Marty Auer, a professor of civil and environmental engineering (and Nancy's husband), studied something even smaller than Diporeia: the phytoplankton that they eat. He discovered that, like people, phytoplankton can be found in different parts of Lake Superior, depending on the season.

In spring, they grow in the warm, shallow waters close to shore, spreading out gradually as surface water heats up across the lake. But, by the end of summer, a dense layer of algae forms about thirty to forty meters beneath the surface, the boundary of the lake's cold, bottom layer and its warm (by comparison), upper layer.

This Deep Chlorophyll Maximum, or DCM, is found in oceans and in several clear lakes, but scientists are not in agreement about how or why it forms. Auer doubts that it occurs because algae prefer to set up housekeeping in cold, dark places. The reality, he thinks, is more grim: unlike fish, algae can't swim. Thus, they are doomed to sink down to the colder, denser water, struggle for life in miserable conditions, and finally die.

"They become trapped there," he says. "It's like an elephants' graveyard."

Biological Sciences Professor W. Charles Kerfoot found that the small animals known as zooplankton do have a choice in where they live.

"Intriguing data on zooplankton distributions showed how they hide from hungry fish," he says. "During the day, when they are more easily spotted, they hang out in the debris zone." Located just above the DCM, the shadowy debris zone is a resting place for organic flotsam and jetsam settling from the upper waters. Zooplankton can find food there while they blend in with floating particles, all but invisible to fish.

"Then at night, they migrate toward the surface where the tastiest phytoplankton are," Kerfoot notes.

For Green, Lake Superior's biggest puzzle is the Case of the Extra Carbon. Simply stated, plants inhale carbon from the atmosphere (in the form of carbon dioxide) during photosynthesis, animals and bacteria exhale it, and some of it sinks to the bottom of the lake in the form of dead organic material. These processes should be in equilibrium in a given ecosystem. However, analysis by Noel Urban, associate professor of civil and environmental engineering, shows that, in Superior, they may not be.

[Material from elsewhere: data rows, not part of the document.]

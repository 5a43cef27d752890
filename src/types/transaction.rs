//! Transaction-related types for the bank ledger
//!
//! This module defines the history entries recorded on accounts and the
//! operations that can be applied to the ledger.

use chrono::{DateTime, Utc};
use rust_decimal::Decimal;
use std::fmt;
use uuid::Uuid;

/// Kind of balance-affecting event recorded in an account history
#[derive(Debug, Clone, Copy, PartialEq, Eq, Hash)]
pub enum EntryKind {
    /// Funds credited to the account
    Deposit,

    /// Funds debited from the account
    Withdraw,

    /// Funds moved between two accounts
    ///
    /// The direction lives in the entry's [`Counterpart`].
    Transfer,
}

impl EntryKind {
    /// Upper-case tag used in reports
    pub fn as_str(&self) -> &'static str {
        match self {
            EntryKind::Deposit => "DEPOSIT",
            EntryKind::Withdraw => "WITHDRAW",
            EntryKind::Transfer => "TRANSFER",
        }
    }
}

impl fmt::Display for EntryKind {
    fn fmt(&self, f: &mut fmt::Formatter<'_>) -> fmt::Result {
        f.write_str(self.as_str())
    }
}

/// Which side of a transfer an entry was recorded on
#[derive(Debug, Clone, Copy, PartialEq, Eq, Hash)]
pub enum TransferDirection {
    /// Recorded on the source account, funds left it
    Outgoing,
    /// Recorded on the destination account, funds arrived
    Incoming,
}

/// The other side of a transfer
#[derive(Debug, Clone, PartialEq, Eq)]
pub struct Counterpart {
    /// Client owning the other account
    pub client: String,

    /// Name of the other account
    pub account: String,

    /// Direction of the transfer as seen from the account holding the entry
    pub direction: TransferDirection,
}

impl Counterpart {
    /// Counterpart for the source side: points at the destination
    pub fn outgoing(client: &str, account: &str) -> Self {
        Counterpart {
            client: client.to_string(),
            account: account.to_string(),
            direction: TransferDirection::Outgoing,
        }
    }

    /// Counterpart for the destination side: points at the source
    pub fn incoming(client: &str, account: &str) -> Self {
        Counterpart {
            client: client.to_string(),
            account: account.to_string(),
            direction: TransferDirection::Incoming,
        }
    }
}

/// Immutable record of one balance-affecting event
///
/// Entries are only ever appended to an account history. Each one carries a
/// random v4 identifier, so the two halves of a transfer never share an id.
#[derive(Debug, Clone, PartialEq)]
pub struct HistoryEntry {
    /// Unique entry identifier
    pub id: Uuid,

    /// Deposit, withdraw or transfer
    pub kind: EntryKind,

    /// Magnitude of the movement
    pub amount: Decimal,

    /// Other side of the movement, present only for transfers
    pub counterpart: Option<Counterpart>,

    /// When the entry was recorded
    pub created_at: DateTime<Utc>,
}

impl HistoryEntry {
    fn new(kind: EntryKind, amount: Decimal, counterpart: Option<Counterpart>) -> Self {
        HistoryEntry {
            id: Uuid::new_v4(),
            kind,
            amount,
            counterpart,
            created_at: Utc::now(),
        }
    }

    /// Create a DEPOSIT entry
    pub fn deposit(amount: Decimal) -> Self {
        Self::new(EntryKind::Deposit, amount, None)
    }

    /// Create a WITHDRAW entry
    pub fn withdraw(amount: Decimal) -> Self {
        Self::new(EntryKind::Withdraw, amount, None)
    }

    /// Create a TRANSFER entry pointing at `counterpart`
    pub fn transfer(amount: Decimal, counterpart: Counterpart) -> Self {
        Self::new(EntryKind::Transfer, amount, Some(counterpart))
    }

    /// Effect of this entry on the balance of the account holding it
    ///
    /// Deposits and incoming transfers count positive, withdrawals and
    /// outgoing transfers count negative.
    pub fn signed_amount(&self) -> Decimal {
        match (self.kind, self.counterpart.as_ref().map(|c| c.direction)) {
            (EntryKind::Deposit, _) => self.amount,
            (EntryKind::Withdraw, _) => -self.amount,
            (EntryKind::Transfer, Some(TransferDirection::Incoming)) => self.amount,
            (EntryKind::Transfer, _) => -self.amount,
        }
    }
}

/// Operation types accepted by the ledger
#[derive(Debug, Clone, Copy, PartialEq, Eq)]
pub enum OperationType {
    /// Open a new account
    Create,
    /// Credit an account
    Deposit,
    /// Debit an account
    Withdraw,
    /// Move funds between two accounts
    Transfer,
    /// Remove an empty account
    Delete,
}

impl OperationType {
    /// Lower-case name, as written in operation scripts
    pub fn as_str(&self) -> &'static str {
        match self {
            OperationType::Create => "create",
            OperationType::Deposit => "deposit",
            OperationType::Withdraw => "withdraw",
            OperationType::Transfer => "transfer",
            OperationType::Delete => "delete",
        }
    }
}

impl fmt::Display for OperationType {
    fn fmt(&self, f: &mut fmt::Formatter<'_>) -> fmt::Result {
        f.write_str(self.as_str())
    }
}

/// A single ledger operation with its arguments
///
/// This is what a script row turns into once it has been validated.
#[derive(Debug, Clone, PartialEq)]
pub enum Operation {
    /// Open `account` for `client` with an initial deposit
    Create {
        client: String,
        account: String,
        initial_deposit: Decimal,
    },

    /// Credit `amount` to `account` of `client`
    Deposit {
        client: String,
        account: String,
        amount: Decimal,
    },

    /// Debit `amount` from `account` of `client`
    Withdraw {
        client: String,
        account: String,
        amount: Decimal,
    },

    /// Move `amount` from one account to another
    Transfer {
        from_client: String,
        from_account: String,
        to_client: String,
        to_account: String,
        amount: Decimal,
    },

    /// Remove `account` of `client`
    Delete { client: String, account: String },
}

impl Operation {
    /// Type of this operation
    pub fn op_type(&self) -> OperationType {
        match self {
            Operation::Create { .. } => OperationType::Create,
            Operation::Deposit { .. } => OperationType::Deposit,
            Operation::Withdraw { .. } => OperationType::Withdraw,
            Operation::Transfer { .. } => OperationType::Transfer,
            Operation::Delete { .. } => OperationType::Delete,
        }
    }

    /// Clients whose accounts this operation reads or writes
    pub fn clients(&self) -> Vec<&str> {
        match self {
            Operation::Create { client, .. }
            | Operation::Deposit { client, .. }
            | Operation::Withdraw { client, .. }
            | Operation::Delete { client, .. } => vec![client.as_str()],
            Operation::Transfer {
                from_client,
                to_client,
                ..
            } => vec![from_client.as_str(), to_client.as_str()],
        }
    }
}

"It looks like there is more carbon going out than coming in, and we don't understand that," Green says. "We can't balance it."

It could be because the researchers have missed something, she says. Or their estimates were wrong. Or the carbon cycle fluctuates, and KITES didn't last long enough to detect it.

Or maybe the lake really is sending out way more carbon than it's taking in, which begs a very strange question: could this big, clean, crystalline lake be contributing to global warming through the greenhouse effect?

Indeed, Green wonders aloud if the carbon cycle has somehow been thrown out of balance by climate change. Nobody knows. But it's another good question to ask the lake.